Over the last couple of weeks I have been working on a project for a client that involved building a couple of small applications in Sinatra (a light web framework for Ruby). Both applications have a RESTful interface, as is the nature of Sinatra, and a javascript frontend using jQuery to make asynchronous requests. I made the decision to run with CoffeeScript as it makes creating js classes a doddle and keeps the client side code readable and uniform in style.
Originally I had stuck to one big coffee script file, but this began to grow a little out of control as the functionality of the app expanded, so I decided to break things up. Using the coffee-script gem, I just added a couple more coffee script files, one for my classes and one for general utility type functions. Two problems quickly made themselves apparent;
1. Coffeescript, by default, generates javascript files inside a closed scope. Not sure this is the correct way to phrase it, but I will show you what I mean. All the javascript it generates is enclosed in this (function() { ... }).call(this);, this effectively places everything inside its own scope, which means if you define a class for use by the application it won’t be accessible by anything unless its defined in the same .coffeescript file. The coffeescript compiler has an option to remove these called –bare, I needed to make sure that is run for class type coffeescript files.
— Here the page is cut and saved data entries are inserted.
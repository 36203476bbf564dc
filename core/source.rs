pub mod github;
pub mod local;
pub mod tree;
pub mod url;

pub use github::GithubSource;
pub use local::LocalSource;
pub use tree::TreeSource;
pub use url::UrlSource;

use crate::error::Result;
use serde::{Deserialize, Serialize};
use std::path::PathBuf;

/// A configured description of where to obtain content and which filters
/// and modifiers apply. Closed set of variants, discriminated by `type` in
/// the configuration format.
#[derive(Debug, Clone, Serialize, Deserialize, PartialEq)]
#[serde(tag = "type", rename_all = "lowercase")]
pub enum Source {
    Local(LocalSource),
    Github(GithubSource),
    Url(UrlSource),
    Tree(TreeSource),
}

impl Source {
    pub fn type_name(&self) -> &'static str {
        match self {
            Source::Local(_) => "local",
            Source::Github(_) => "github",
            Source::Url(_) => "url",
            Source::Tree(_) => "tree",
        }
    }

    pub fn description(&self) -> &str {
        match self {
            Source::Local(s) => &s.description,
            Source::Github(s) => &s.description,
            Source::Url(s) => &s.description,
            Source::Tree(s) => &s.description,
        }
    }

    pub fn tags(&self) -> &[String] {
        match self {
            Source::Local(s) => &s.tags,
            Source::Github(s) => &s.tags,
            Source::Url(s) => &s.tags,
            Source::Tree(s) => &s.tags,
        }
    }

    /// Fail-fast validation of the declarative fields, before any I/O.
    pub fn validate(&self) -> Result<()> {
        match self {
            Source::Local(s) => s.validate(),
            Source::Github(s) => s.validate(),
            Source::Url(s) => s.validate(),
            Source::Tree(s) => s.validate(),
        }
    }

    /// A source is selected when no tags are requested, or when it carries
    /// at least one of the requested tags.
    pub fn matches_tags(&self, requested: &[String]) -> bool {
        requested.is_empty() || self.tags().iter().any(|t| requested.contains(t))
    }
}

/// Uniform filter-criteria capability queried by finders regardless of the
/// source variant. Empty slices mean "no constraint for this axis".
pub trait FilterableSource {
    /// File name patterns (glob style).
    fn name(&self) -> &[String];
    /// Path inclusion patterns.
    fn path_patterns(&self) -> &[String];
    /// Path exclusion patterns.
    fn not_path(&self) -> &[String];
    /// Content inclusion patterns.
    fn contains(&self) -> &[String];
    /// Content exclusion patterns.
    fn not_contains(&self) -> &[String];
    /// Size constraints. No current variant declares any; part of the
    /// capability contract nonetheless.
    fn size(&self) -> &[String] {
        &[]
    }
    /// Modification date constraints. See `size`.
    fn date(&self) -> &[String] {
        &[]
    }
    /// Root directories to walk.
    fn in_dirs(&self) -> Vec<PathBuf>;
    /// Explicitly listed files.
    fn files(&self) -> Vec<PathBuf>;
    fn ignore_unreadable_dirs(&self) -> bool {
        true
    }
    fn use_gitignore(&self) -> bool {
        false
    }
}

/// Serde helpers shared by the source variants.
pub(crate) mod de {
    use serde::{Deserialize, Deserializer};

    #[derive(Deserialize)]
    #[serde(untagged)]
    enum OneOrMany {
        One(String),
        Many(Vec<String>),
    }

    /// Accept either a single string or a list of strings.
    pub fn string_or_seq<'de, D>(deserializer: D) -> Result<Vec<String>, D::Error>
    where
        D: Deserializer<'de>,
    {
        Ok(match OneOrMany::deserialize(deserializer)? {
            OneOrMany::One(s) => vec![s],
            OneOrMany::Many(v) => v,
        })
    }
}

pub(crate) fn default_true() -> bool {
    true
}

pub(crate) fn default_file_pattern() -> Vec<String> {
    vec!["*".to_string()]
}

#[cfg(test)]
mod tests {
    use super::*;

    #[test]
    fn sources_deserialize_from_tagged_json() {
        let json = r#"{
            "type": "local",
            "description": "project sources",
            "sourcePaths": "src",
            "filePattern": ["*.rs", "*.toml"],
            "notPath": ["target"],
            "tags": ["code"]
        }"#;
        let source: Source = serde_json::from_str(json).unwrap();

        let Source::Local(local) = &source else {
            panic!("expected a local source");
        };
        assert_eq!(local.source_paths, vec!["src"]);
        assert_eq!(local.file_pattern, vec!["*.rs", "*.toml"]);
        assert_eq!(local.not_path, vec!["target"]);
        assert_eq!(source.description(), "project sources");
        assert_eq!(source.tags(), ["code"]);
    }

    #[test]
    fn single_string_fields_become_one_element_lists() {
        let json = r#"{
            "type": "tree",
            "sourcePaths": "src",
            "filePattern": "*.rs"
        }"#;
        let source: Source = serde_json::from_str(json).unwrap();
        let Source::Tree(tree) = source else {
            panic!("expected a tree source");
        };
        assert_eq!(tree.file_pattern, vec!["*.rs"]);
    }

    #[test]
    fn tag_matching_selects_sources() {
        let json = r#"{"type": "url", "urls": ["https://example.com"], "tags": ["docs", "api"]}"#;
        let source: Source = serde_json::from_str(json).unwrap();

        assert!(source.matches_tags(&[]));
        assert!(source.matches_tags(&["api".to_string()]));
        assert!(!source.matches_tags(&["code".to_string()]));
    }
}
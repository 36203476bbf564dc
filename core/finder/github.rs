use super::FinderResult;
use crate::error::{AppError, Result};
use crate::filter::FilterChain;
use crate::http::HttpClient;
use crate::item::{ContentLoader, FileItem, ItemKind};
use crate::source::GithubSource;
use crate::tree::{FileTreeBuilder, TreeViewConfig};
use base64::Engine as _;
use base64::engine::general_purpose::STANDARD as BASE64;
use log;
use serde::Deserialize;
use std::collections::VecDeque;
use std::path::PathBuf;
use std::sync::Arc;

const API_BASE_URL: &str = "https://api.github.com";
const ACCEPT_HEADER: &str = "application/vnd.github.v3+json";
const USER_AGENT: &str = "ctxgen";

/// One entry of a contents-listing response.
#[derive(Debug, Clone, Deserialize)]
struct GithubEntry {
    path: String,
    #[serde(rename = "type")]
    kind: String,
    #[serde(default)]
    size: Option<u64>,
}

#[derive(Debug, Deserialize)]
struct GithubFileContent {
    #[serde(default)]
    content: Option<String>,
}

/// Finds files in a GitHub repository through the contents API, with the
/// same contract as the local finder. Directory traversal is breadth-first
/// over an explicit queue, so arbitrarily deep trees cannot exhaust the
/// call stack.
pub struct GithubFinder {
    client: Arc<dyn HttpClient>,
}

impl GithubFinder {
    pub fn new(client: Arc<dyn HttpClient>) -> Self {
        Self { client }
    }

    pub fn find(&self, source: &GithubSource) -> Result<FinderResult> {
        let (owner, repo) = source.parse_repository()?;
        let token = source.resolved_token();

        let mut queue: VecDeque<String> = if source.source_paths.is_empty() {
            VecDeque::from([String::new()])
        } else {
            source.source_paths.iter().cloned().collect()
        };

        let mut discovered: Vec<GithubEntry> = Vec::new();
        while let Some(path) = queue.pop_front() {
            let entries = self.list_contents(&owner, &repo, &path, &source.branch, token.as_deref())?;
            for entry in entries {
                match entry.kind.as_str() {
                    "dir" => queue.push_back(entry.path),
                    "file" => discovered.push(entry),
                    other => {
                        log::debug!("Skipping {} entry: {}", other, entry.path);
                    }
                }
            }
        }
        log::info!(
            "Discovered {} file(s) in {}/{}@{}",
            discovered.len(),
            owner,
            repo,
            source.branch
        );

        let items = discovered
            .into_iter()
            .map(|entry| self.into_item(entry, &owner, &repo, &source.branch, token.as_deref()))
            .collect();

        let chain = FilterChain::for_source(source)?;
        let files = chain.apply(items)?;

        let tree_view = FileTreeBuilder::new(TreeViewConfig::default()).build_tree(&files)?;
        Ok(FinderResult::new(files, tree_view))
    }

    fn into_item(
        &self,
        entry: GithubEntry,
        owner: &str,
        repo: &str,
        branch: &str,
        token: Option<&str>,
    ) -> FileItem {
        let url = contents_url(owner, repo, &entry.path, branch);
        let client = Arc::clone(&self.client);
        let token = token.map(str::to_string);
        let path_for_error = entry.path.clone();
        let loader: ContentLoader = Arc::new(move || {
            fetch_file_content(client.as_ref(), &url, token.as_deref(), &path_for_error)
        });

        FileItem::new(
            PathBuf::from(&entry.path),
            format!("{}/{}/{}", owner, repo, entry.path),
            ItemKind::File,
            loader,
        )
        .with_metadata(entry.size, None)
    }

    /// List one repository path. A single-file response (a JSON object, not
    /// an array) is treated as a one-item listing.
    fn list_contents(
        &self,
        owner: &str,
        repo: &str,
        path: &str,
        branch: &str,
        token: Option<&str>,
    ) -> Result<Vec<GithubEntry>> {
        let url = contents_url(owner, repo, path, branch);
        let body = send_request(self.client.as_ref(), &url, token)?;
        let value: serde_json::Value = serde_json::from_str(&body)?;
        if value.is_array() {
            Ok(serde_json::from_value(value)?)
        } else {
            let entry: GithubEntry = serde_json::from_value(value)?;
            Ok(vec![entry])
        }
    }
}

fn contents_url(owner: &str, repo: &str, path: &str, branch: &str) -> String {
    format!(
        "{}/repos/{}/{}/contents/{}?ref={}",
        API_BASE_URL, owner, repo, path, branch
    )
}

fn request_headers(token: Option<&str>) -> Vec<(String, String)> {
    let mut headers = vec![
        ("Accept".to_string(), ACCEPT_HEADER.to_string()),
        ("User-Agent".to_string(), USER_AGENT.to_string()),
    ];
    if let Some(token) = token {
        headers.push(("Authorization".to_string(), format!("token {}", token)));
    }
    headers
}

fn send_request(client: &dyn HttpClient, url: &str, token: Option<&str>) -> Result<String> {
    let response = client.get(url, &request_headers(token))?;
    if !response.is_success() {
        return Err(AppError::GithubApi(format!(
            "request failed with status code {}: {}",
            response.status, url
        )));
    }
    Ok(response.body)
}

/// Fetch and decode one file's content. The API returns the payload base64
/// encoded, possibly with embedded newlines.
fn fetch_file_content(
    client: &dyn HttpClient,
    url: &str,
    token: Option<&str>,
    path: &str,
) -> Result<String> {
    let body = send_request(client, url, token)?;
    let file: GithubFileContent = serde_json::from_str(&body)?;
    let Some(encoded) = file.content else {
        return Err(AppError::GithubApi(format!(
            "could not get content for file: {}",
            path
        )));
    };
    let compact: String = encoded.chars().filter(|c| !c.is_whitespace()).collect();
    let bytes = BASE64.decode(compact.as_bytes())?;
    Ok(String::from_utf8(bytes)?)
}
//! Embedding and chat-completion capabilities backed by hosted APIs.

pub mod any;
pub mod error;
pub mod gemini;
pub(crate) mod http;
#[cfg(feature = "mock")]
pub mod mock;
pub mod openai;
pub mod provider;
pub(crate) mod retry;
pub(crate) mod sse;

pub use error::{ErrorKind, LlmError};
pub use provider::{ChatStream, Completer, EmbedTask, Embedder, Message, Role};
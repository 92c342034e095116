//! Application bootstrap: config resolution, client and index construction.

use std::path::{Path, PathBuf};
use std::sync::Arc;
use std::time::Duration;

use lawontip_llm::Embedder;
use lawontip_llm::any::{AnyCompleter, AnyEmbedder};
use lawontip_llm::gemini::GeminiEmbedder;
use lawontip_llm::openai::OpenAiProvider;
use lawontip_memory::{FlatIndex, VectorStore, VectorStoreError};
use tokio::sync::watch;

use crate::assistant::{Assistant, AssistantSettings};
use crate::config::{Config, GOOGLE_API_KEY, GROQ_API_KEY};
use crate::error::ConfigError;
use crate::vault::{EnvVaultProvider, VaultProvider};

pub const DEFAULT_CONFIG_PATH: &str = "config/default.toml";
pub const DOTENV_PATH: &str = ".env";

pub struct AppBuilder {
    config: Config,
}

impl AppBuilder {
    /// Resolve the config path, load it and resolve secrets from the
    /// environment and `.env`.
    ///
    /// # Errors
    ///
    /// Returns an error if the config is unreadable or invalid, or if an API
    /// key is missing.
    pub async fn from_env(cli_config: Option<&Path>) -> Result<Self, ConfigError> {
        let vault = EnvVaultProvider::with_dotenv(Path::new(DOTENV_PATH))
            .map_err(|e| ConfigError::Vault(format!("{e:#}")))?;
        Self::load(&resolve_config_path(cli_config), &vault).await
    }

    /// # Errors
    ///
    /// See [`Self::from_env`].
    pub async fn load(config_path: &Path, vault: &dyn VaultProvider) -> Result<Self, ConfigError> {
        let mut config = Config::load(config_path)?;
        config.resolve_secrets(vault).await?;
        tracing::debug!(path = %config_path.display(), "configuration loaded");
        Ok(Self { config })
    }

    #[must_use]
    pub fn new(config: Config) -> Self {
        Self { config }
    }

    #[must_use]
    pub fn config(&self) -> &Config {
        &self.config
    }

    /// # Errors
    ///
    /// Returns [`ConfigError::MissingSecrets`] if the Google key was not resolved.
    pub fn build_embedder(&self) -> Result<AnyEmbedder, ConfigError> {
        create_embedder(&self.config)
    }

    /// # Errors
    ///
    /// Returns [`ConfigError::MissingSecrets`] if the Groq key was not resolved.
    pub fn build_completer(&self) -> Result<AnyCompleter, ConfigError> {
        create_completer(&self.config)
    }

    /// # Errors
    ///
    /// See [`open_index`].
    pub fn build_index(&self, embedder: &impl Embedder) -> Result<Arc<FlatIndex>, ConfigError> {
        open_index(&self.config, embedder.model())
    }

    /// Wire the query pipeline over the persisted index.
    ///
    /// # Errors
    ///
    /// Returns an error if a key is missing or the index cannot be opened.
    pub fn build_assistant(&self) -> Result<Assistant<AnyEmbedder, AnyCompleter>, ConfigError> {
        let embedder = self.build_embedder()?;
        let completer = self.build_completer()?;
        let index = self.build_index(&embedder)?;
        tracing::info!(
            chunks = index.len(),
            embedding = embedder.model(),
            llm = %self.config.llm.model,
            "assistant ready"
        );
        Ok(Assistant::new(
            embedder,
            completer,
            index,
            AssistantSettings::from(&self.config),
        ))
    }

    #[must_use]
    pub fn build_shutdown() -> (watch::Sender<bool>, watch::Receiver<bool>) {
        watch::channel(false)
    }
}

/// Priority: `--config` argument > `LAWONTIP_CONFIG` env > `config/default.toml`.
#[must_use]
pub fn resolve_config_path(cli: Option<&Path>) -> PathBuf {
    if let Some(path) = cli {
        return path.to_owned();
    }
    if let Ok(path) = std::env::var("LAWONTIP_CONFIG") {
        return PathBuf::from(path);
    }
    PathBuf::from(DEFAULT_CONFIG_PATH)
}

/// # Errors
///
/// Returns [`ConfigError::MissingSecrets`] if the Google key was not resolved.
pub fn create_embedder(config: &Config) -> Result<AnyEmbedder, ConfigError> {
    let key = config
        .secrets
        .google_api_key
        .as_ref()
        .ok_or_else(|| ConfigError::MissingSecrets(vec![GOOGLE_API_KEY]))?;
    let embedder = GeminiEmbedder::new(key.expose().to_owned(), &config.embedding.model)
        .with_base_url(config.embedding.base_url.clone())
        .with_timeout(Duration::from_secs(config.timeouts.embedding_seconds))
        .with_max_retries(config.timeouts.max_retries);
    Ok(AnyEmbedder::Gemini(embedder))
}

/// # Errors
///
/// Returns [`ConfigError::MissingSecrets`] if the Groq key was not resolved.
pub fn create_completer(config: &Config) -> Result<AnyCompleter, ConfigError> {
    let key = config
        .secrets
        .groq_api_key
        .as_ref()
        .ok_or_else(|| ConfigError::MissingSecrets(vec![GROQ_API_KEY]))?;
    let provider = OpenAiProvider::new(
        config.llm.provider.clone(),
        key.expose().to_owned(),
        config.llm.base_url.clone(),
        config.llm.model.clone(),
        config.llm.max_tokens,
    )
    .with_timeout(Duration::from_secs(config.timeouts.llm_seconds))
    .with_temperature(config.llm.temperature)
    .with_max_retries(config.timeouts.max_retries);
    Ok(AnyCompleter::OpenAi(provider))
}

/// Load the persisted index named by `config.index.dir`.
///
/// # Errors
///
/// Returns [`ConfigError::IndexMissing`] if nothing has been ingested yet and
/// [`ConfigError::Index`] if the file is unreadable or incompatible.
pub fn open_index(config: &Config, embedding_model: &str) -> Result<Arc<FlatIndex>, ConfigError> {
    let index = FlatIndex::open(&config.index.dir).map_err(|e| match e {
        VectorStoreError::NotFound(path) => ConfigError::IndexMissing(path),
        other => ConfigError::Index(other),
    })?;
    if index.embedding_model() != embedding_model {
        tracing::warn!(
            index_model = index.embedding_model(),
            configured = embedding_model,
            "index was built with a different embedding model; re-run ingestion"
        );
    }
    if index.metric() != config.index.metric {
        tracing::warn!(
            index_metric = %index.metric(),
            configured = %config.index.metric,
            "configured metric differs from the index; using the index metric"
        );
    }
    Ok(Arc::new(index))
}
2. I found that for some reason (at least in OS X) when Ruby tried to compile more than one coffeescript at a time, it would choke. I was using the “therubyracer” gem along with “coffee-script”, so I assume the coffee-script gem was using V8 to compile the javascript. As you can imagine, when the page was initially loaded several requests were made for .js files that were actually the compiled output of a coffeescript file, the Ruby process would end up at 100%, choked!
Whats more, there is really no real need to have the coffee-script compiler involved at all in a production environment, so here is what I wanted to do. When the application was run in development, generate and cache the javascript files, that way I could deploy those to live and when it was run in production skip the coffee-script part of the application all together. I started off by swapping out just using the coffee-script gem and opted if for a Rack filter called rack-coffee, git repo is here and my fork of it is here. This gem, rather than compiling the coffeescript from the Sinatra application itself, will do it when Rack is handling the initial request for the .js file, it’s a pretty straight forward class and does the job very nicely, handing compilation of the coffeescript off to the command line compiler itself.
At that point, rack-coffee never actually compiled the script to the filesystem, just to STDOUT when it was out of date or returned a 304 (Not Modified) if it was in date. So, first step, cache to the filesystem. Below you can see the changes I made to rack-coffee;
The main two changes to notice are firstly the brew function, that now waits for the coffee-script command to finish running and the changes to the call function that add the –bare parameter if its compiling a file in the set class_urls path and also read the compiled .js file and return it as the output for the Rack request.
So from then on, every time the app compiled a coffee-script file it would leave a compile .js file in the path set by the output_path setting. To use this in a sinatra application we would include it like so;
use Rack::Coffee, {
:root => File.dirname(__FILE__) + '/coffee',
:urls => '/app_scripts',
:class_urls => '/app_scripts/classes',
:output_path => '/public'
}
Assuming that coffee-script and indeed the rack-coffee library is referenced correctly, every time a .js file is requested from either /app_scripts or /app_scripts/classes it compiles and stores a javascript file to the output_path without or with the –bare flag respectively. The :root parameter shows the library where to find the actual coffee-script source.
So all that is left now is to tell Sinatra to skip this Rack filter when in production mode, this is easy! I use bundler, so my Gemfile looks like this;
source 'http://rubygems.org'
group :development do
gem 'coffee-script'
gem 'rack-coffee'
gem 'therubyracer'
end
group :default do
gem 'sinatra'
gem 'json'
gem 'oauth'
gem 'mechanize'
gem 'multipart-post'
end
So, here we can see all the coffeescript libs are only required in a development environment. As for the application itself, just pop an if statement round your call to use the Rack filter, like this;
if ENV['RACK_ENV'].to_sym == :development
puts "This is development, all coffeescripts are generated..."
require 'coffee-script'
require File.dirname(__FILE__) + '/lib/coffee'
use Rack::Coffee, {
:root => File.dirname(__FILE__) + '/coffee',
:urls => '/app_scripts',
:class_urls => '/app_scripts/classes',
:output_path => '/public'
}
end
There we have it, a simple set up to compile coffeescript in development but fallback to the cached js output in production. This of course is just my solution, if you have an even better one, then please feel free to let me know.
UPDATE : Having spoken on Twitter with the creator of CoffeeScript, @jashkenas, I learnt that rather than using –bare to expose my classes to the Global scope, its better just to expose the interface by declaring them using the browser ‘window’ object. Like this;
class window.MyClass
say_hello: () ->
alert 'hello'
This would still be referable in javascript as simply ‘MyClass’, much better!